Why Is It Difficulty To Get Camera Lenses Faster Than f/1.2?
Image: Nikon

The small the f-number, the larger the aperture and the more light a digital camera sensor receives. It also has a significant effect on the depth of field and sharpness of images. You may have noticed most commercial lens stop at around f/1.2. So why don’t they go lower?

Many years ago, LA-based photographer Blair Bunting found himself in a position to not only acquire, but mount sub-f/1.0 lenses to his Canon 1D. Until recently, he held onto both his story — and the photos — only revealing them late last month:

…there was an industrial factory that did X-ray analysis that had gone under and surplussed it’s equipment. I called them up and offered to buy all their lenses for cheap as I intended to mount them to a Canon 1D … The lenses that came in the box ranged from 110mm to 50mm and had aperture values of 1.1 to 0.50. Unfortunately, they were made for industrial X-ray machines, so mounting them would not be easy.

After some creative cutting — and plumbing — Bunting managed to get the lenses onto his camera. The resulting images can be found over at PetaPixel and Bunting’s blog, but here are a couple of examples:

Why Is It Difficulty To Get Camera Lenses Faster Than f/1.2?Image: Blair Bunting

Interesting, for sure, but even with small subjects, getting a clear picture appears difficult. Certainly nothing you couldn’t accomplish with a slower shot.

As Bunting states on his website, modifying the lens and taking the photos was simply an experiment, rather than an attempt to craft an array of super-fast lens for serious use. In fact, Bunting mentions he’s since sold “most of the lenses [he] made”.

So, unless you’re chasing a specific (and blurry) look for your photos, you’ll never have a need for a lens that below f/1.2. You’re welcome to make your own however!

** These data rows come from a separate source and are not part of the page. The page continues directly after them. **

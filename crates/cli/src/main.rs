//! hbox-link CLI: identity, signing and protocol debugging for HBox controllers.

use std::sync::Arc;
use std::time::Duration;

use anyhow::{bail, Context, Result};
use clap::{Parser, Subcommand};
use hbox_link_core::comm::{check_device_status, send_with_retry, DeviceStatus, MAX_RETRIES};
use hbox_link_core::identity::device_signature;
use hbox_link_core::queue::QueueConfig;
use hbox_link_core::telemetry::{self, TelemetryFrame};
use hbox_link_core::{Command, CommandQueue, DeviceCredential, MockDevice, UniqueId};
use serde_json::Value;

/// Unique id the simulated controller reports unless told otherwise.
const DEFAULT_UNIQUE_ID: &str = "12345678-9ABCDEF0-0FEDCBA9";

#[derive(Parser)]
#[command(
    name = "hbox-link",
    version,
    about = "HBox controller protocol tool"
)]
struct Cli {
    #[command(subcommand)]
    command: Commands,
}

#[derive(Subcommand)]
enum Commands {
    /// Hash an MCU unique id (XXXXXXXX-XXXXXXXX-XXXXXXXX) into a device id.
    DeviceId {
        unique_id: String,
    },
    /// Compute the signature over deviceId + challenge + timestamp.
    Sign {
        device_id: String,
        challenge: String,
        timestamp: String,
    },
    /// Issue the credential a controller would return for a given tick.
    Credential {
        unique_id: String,
        /// Millisecond tick the credential is issued at.
        #[arg(long, default_value_t = 1)]
        tick: u32,
        /// Print the base64 `x-device-auth` header value instead of JSON.
        #[arg(long)]
        header: bool,
    },
    /// Decode a binary push frame given as hex.
    DecodeFrame {
        hex: String,
    },
    /// Send commands to a simulated controller through the command queue.
    ///
    /// Each argument is `name` or `name=<json params>`. Repeats of the same
    /// command before it is sent are coalesced, as in the web configurator.
    Send {
        #[arg(required = true)]
        commands: Vec<String>,
        /// Bypass the send delay.
        #[arg(long)]
        immediate: bool,
        /// Send delay in milliseconds for non-immediate commands.
        #[arg(long, default_value_t = 1000)]
        delay_ms: u64,
        #[arg(long, default_value = DEFAULT_UNIQUE_ID)]
        unique_id: String,
    },
    /// Ping a simulated controller and print its firmware metadata.
    Status {
        /// Retries for transient failures.
        #[arg(long, default_value_t = MAX_RETRIES)]
        retries: u32,
        #[arg(long, default_value = DEFAULT_UNIQUE_ID)]
        unique_id: String,
    },
    /// Feed one raw JSON request to a simulated controller and print the reply.
    Dispatch {
        request: String,
        #[arg(long, default_value = DEFAULT_UNIQUE_ID)]
        unique_id: String,
    },
}

fn parse_command(spec: &str) -> Result<Command> {
    let (name, params) = match spec.split_once('=') {
        Some((name, raw)) => {
            let params: Value = serde_json::from_str(raw)
                .with_context(|| format!("params for {name} are not JSON"))?;
            (name, Some(params))
        }
        None => (spec, None),
    };
    Ok(Command::from_parts(name, params.as_ref())?)
}

fn print_frame(frame: &TelemetryFrame) -> Result<()> {
    println!("{}", serde_json::to_string_pretty(frame)?);
    if let TelemetryFrame::ButtonState(state) = frame {
        println!(
            "mask {} pressed {:?}",
            telemetry::mask_to_binary_string(state.trigger_mask),
            telemetry::mask_to_button_indices(state.trigger_mask, u32::from(state.total_buttons)),
        );
    }
    Ok(())
}

async fn send(commands: Vec<String>, immediate: bool, delay_ms: u64, unique_id: &str) -> Result<()> {
    let device = Arc::new(MockDevice::new(UniqueId::parse(unique_id)?));
    let queue = CommandQueue::with_transport(
        device,
        QueueConfig {
            send_delay: Duration::from_millis(delay_ms),
            ..QueueConfig::default()
        },
    );

    let mut tickets = Vec::with_capacity(commands.len());
    for spec in &commands {
        let command = parse_command(spec)?;
        tickets.push((spec.as_str(), queue.enqueue(command, immediate)?));
    }
    queue.flush().await;

    for (spec, ticket) in tickets {
        match ticket.await {
            Ok(reply) if reply.is_paused() => println!("{spec}: superseded"),
            Ok(reply) => println!(
                "{spec}: {}",
                serde_json::to_string(&reply.into_data().unwrap_or(Value::Null))?
            ),
            Err(e) => println!("{spec}: error: {e}"),
        }
    }
    Ok(())
}

#[tokio::main]
async fn main() -> Result<()> {
    tracing_subscriber::fmt()
        .with_env_filter(tracing_subscriber::EnvFilter::from_default_env())
        .init();

    let cli = Cli::parse();

    match cli.command {
        Commands::DeviceId { unique_id } => {
            let uid = UniqueId::parse(&unique_id)?;
            println!("{}", uid.device_id());
        }
        Commands::Sign {
            device_id,
            challenge,
            timestamp,
        } => {
            println!("{}", device_signature(&device_id, &challenge, &timestamp));
        }
        Commands::Credential {
            unique_id,
            tick,
            header,
        } => {
            let uid = UniqueId::parse(&unique_id)?;
            if tick == 0 {
                bail!("tick 0 yields a timestamp the server treats as missing");
            }
            let credential = DeviceCredential::issue(&uid, tick);
            if header {
                println!("{}", credential.to_header_value()?);
            } else {
                println!("{}", serde_json::to_string_pretty(&credential)?);
            }
        }
        Commands::DecodeFrame { hex: raw } => {
            let cleaned: String = raw.chars().filter(|c| !c.is_whitespace()).collect();
            let bytes = hex::decode(&cleaned).context("frame is not valid hex")?;
            match telemetry::decode_frame(&bytes) {
                Some(frame) => print_frame(&frame)?,
                None => bail!("could not decode {} byte frame", bytes.len()),
            }
        }
        Commands::Send {
            commands,
            immediate,
            delay_ms,
            unique_id,
        } => send(commands, immediate, delay_ms, &unique_id).await?,
        Commands::Status { retries, unique_id } => {
            let device = MockDevice::new(UniqueId::parse(&unique_id)?);
            let status = check_device_status(&device).await;
            println!("{} status: {status:?}", device.device_id());
            if status == DeviceStatus::Connected {
                let metadata =
                    send_with_retry(&device, &Command::GetFirmwareMetadata, retries).await?;
                println!("{}", serde_json::to_string_pretty(&metadata)?);
            }
        }
        Commands::Dispatch { request, unique_id } => {
            let device = MockDevice::new(UniqueId::parse(&unique_id)?);
            let response = device.handle_text(&request);
            println!("{}", response.to_text()?);
        }
    }

    Ok(())
}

When f/1.0 Just Isn’t Fast Enough [Blair Bunting, via PetaPixel]


  • Canon used to make the 50mm f/1.0L but discontinued it and rolled out the f/1.2.
    I think people had trouble focussing and blamed Canon for poor quality.
    I know that is an oversimplification.
    There may have been focus shift issues.
    The f/1.0 would be problematic in most cases.
    You can still get them on ebay for roughly $4000.
    If you read about Stanley Kubrick’s use of the f/0.7 lens, the actors couldn’t move or they go out of focus.